==== THE RECORDS ====
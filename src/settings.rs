//! Settings persistence using TOML
//!
//! Stores settings in ~/.config/xtetrs/settings.toml (or platform equivalent)

use crate::pool::DEFAULT_BASE_QUANTITY;
use directories::ProjectDirs;
use serde::{Deserialize, Serialize};
use std::fs;
use std::io;
use std::path::PathBuf;
use thiserror::Error;
use tracing::warn;

/// Upper bound for the per-kind pool size offered in the settings menu
pub const MAX_BASE_QUANTITY: u32 = 99;

/// Failure to read or write the settings file
#[derive(Debug, Error)]
pub enum SettingsError {
    #[error("could not determine config directory")]
    NoConfigDir,
    #[error("failed to access {path}: {source}")]
    Io {
        path: PathBuf,
        #[source]
        source: io::Error,
    },
    #[error("invalid settings file: {0}")]
    Parse(#[from] toml::de::Error),
    #[error("failed to serialize settings: {0}")]
    Serialize(#[from] toml::ser::Error),
}

/// Game settings
#[derive(Debug, Clone, Default, Serialize, Deserialize)]
#[serde(default)]
pub struct Settings {
    /// Keybindings
    pub keys: KeyBindings,
    /// Visual settings
    pub visual: VisualSettings,
    /// Gameplay settings
    pub gameplay: GameplaySettings,
}

/// Key bindings (stored as strings for easy editing)
/// Each action can have one or more keys bound to it
#[derive(Debug, Clone, Serialize, Deserialize)]
#[serde(default)]
pub struct KeyBindings {
    #[serde(deserialize_with = "deserialize_keys", serialize_with = "serialize_keys")]
    pub left: Vec<String>,
    #[serde(deserialize_with = "deserialize_keys", serialize_with = "serialize_keys")]
    pub right: Vec<String>,
    #[serde(deserialize_with = "deserialize_keys", serialize_with = "serialize_keys")]
    pub up: Vec<String>,
    #[serde(deserialize_with = "deserialize_keys", serialize_with = "serialize_keys")]
    pub down: Vec<String>,
    #[serde(deserialize_with = "deserialize_keys", serialize_with = "serialize_keys")]
    pub confirm: Vec<String>,
    #[serde(deserialize_with = "deserialize_keys", serialize_with = "serialize_keys")]
    pub back: Vec<String>,
}

/// Deserialize keys as either a single string or array of strings
fn deserialize_keys<'de, D>(deserializer: D) -> Result<Vec<String>, D::Error>
where
    D: serde::Deserializer<'de>,
{
    use serde::de::{self, Visitor};

    struct KeysVisitor;

    impl<'de> Visitor<'de> for KeysVisitor {
        type Value = Vec<String>;

        fn expecting(&self, formatter: &mut std::fmt::Formatter) -> std::fmt::Result {
            formatter.write_str("a string or array of strings")
        }

        fn visit_str<E>(self, v: &str) -> Result<Self::Value, E>
        where
            E: de::Error,
        {
            Ok(vec![v.to_string()])
        }

        fn visit_seq<A>(self, mut seq: A) -> Result<Self::Value, A::Error>
        where
            A: de::SeqAccess<'de>,
        {
            let mut keys = Vec::new();
            while let Some(key) = seq.next_element::<String>()? {
                keys.push(key);
            }
            Ok(keys)
        }
    }

    deserializer.deserialize_any(KeysVisitor)
}

/// Serialize keys: single key as string, multiple as array
fn serialize_keys<S>(keys: &[String], serializer: S) -> Result<S::Ok, S::Error>
where
    S: serde::Serializer,
{
    use serde::ser::SerializeSeq;

    if let [key] = keys {
        serializer.serialize_str(key)
    } else {
        let mut seq = serializer.serialize_seq(Some(keys.len()))?;
        for key in keys {
            seq.serialize_element(key)?;
        }
        seq.end()
    }
}

/// Visual settings
#[derive(Debug, Clone, Serialize, Deserialize)]
#[serde(default)]
pub struct VisualSettings {
    /// Show where the piece lands while choosing a column
    pub show_preview: bool,
    /// Block style: "solid", "bracket", "round"
    pub block_style: String,
}

/// Gameplay settings
#[derive(Debug, Clone, Serialize, Deserialize)]
#[serde(default)]
pub struct GameplaySettings {
    /// Pieces of each kind in a single player pool, doubled for two players
    pub base_quantity: u32,
    /// Fixed seed for the computer opponent, random when absent
    pub computer_seed: Option<u64>,
}

impl Default for KeyBindings {
    fn default() -> Self {
        Self {
            left: vec!["Left".to_string(), "a".to_string()],
            right: vec!["Right".to_string(), "d".to_string()],
            up: vec!["Up".to_string(), "w".to_string()],
            down: vec!["Down".to_string(), "s".to_string()],
            confirm: vec!["Enter".to_string(), "Space".to_string()],
            back: vec!["Esc".to_string(), "Backspace".to_string()],
        }
    }
}

impl Default for VisualSettings {
    fn default() -> Self {
        Self {
            show_preview: true,
            block_style: "solid".to_string(),
        }
    }
}

impl Default for GameplaySettings {
    fn default() -> Self {
        Self {
            base_quantity: DEFAULT_BASE_QUANTITY,
            computer_seed: None,
        }
    }
}

impl Settings {
    /// Get the config directory path
    fn config_dir() -> Option<PathBuf> {
        ProjectDirs::from("com", "xtetrs", "xtetrs").map(|dirs| dirs.config_dir().to_path_buf())
    }

    /// Get the settings file path
    fn settings_path() -> Option<PathBuf> {
        Self::config_dir().map(|dir| dir.join("settings.toml"))
    }

    /// Load settings from file, falling back to defaults
    pub fn load() -> Self {
        match Self::try_load() {
            Ok(settings) => settings,
            Err(err) => {
                warn!(error = %err, "using default settings");
                Self::default()
            }
        }
    }

    /// Load settings from file; a missing file yields defaults
    pub fn try_load() -> Result<Self, SettingsError> {
        let path = Self::settings_path().ok_or(SettingsError::NoConfigDir)?;
        match fs::read_to_string(&path) {
            Ok(contents) => Self::from_toml(&contents),
            Err(err) if err.kind() == io::ErrorKind::NotFound => Ok(Self::default()),
            Err(source) => Err(SettingsError::Io { path, source }),
        }
    }

    /// Parse settings and clamp out-of-range values
    pub fn from_toml(contents: &str) -> Result<Self, SettingsError> {
        let mut settings: Settings = toml::from_str(contents)?;
        settings.gameplay.base_quantity = settings.gameplay.base_quantity.clamp(1, MAX_BASE_QUANTITY);

        let defaults = KeyBindings::default();
        if settings.keys.confirm.is_empty() {
            warn!("no confirm key bound, restoring defaults");
            settings.keys.confirm = defaults.confirm;
        }
        if settings.keys.back.is_empty() {
            warn!("no back key bound, restoring defaults");
            settings.keys.back = defaults.back;
        }
        Ok(settings)
    }

    /// Save settings to file
    pub fn save(&self) -> Result<(), SettingsError> {
        let dir = Self::config_dir().ok_or(SettingsError::NoConfigDir)?;
        let path = dir.join("settings.toml");

        // Create directory if needed
        fs::create_dir_all(&dir).map_err(|source| SettingsError::Io {
            path: dir.clone(),
            source,
        })?;

        let contents = toml::to_string_pretty(self)?;
        fs::write(&path, contents).map_err(|source| SettingsError::Io { path, source })?;

        Ok(())
    }
}

impl VisualSettings {
    /// Get the block characters based on style
    pub fn block_chars(&self) -> (&'static str, &'static str) {
        match self.block_style.as_str() {
            "bracket" => ("[]", " ."),
            "round" => ("()", " ."),
            _ => ("██", "░░"), // "solid" or default
        }
    }
}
====
- **TASK DETAILS**
Every line above that includes the word "strings" should be listed.

- **WRITTEN SOLUTION**
/// Key bindings (stored as strings for easy editing)
/// Deserialize keys as either a single string or array of strings
            formatter.write_str("a string or array of strings")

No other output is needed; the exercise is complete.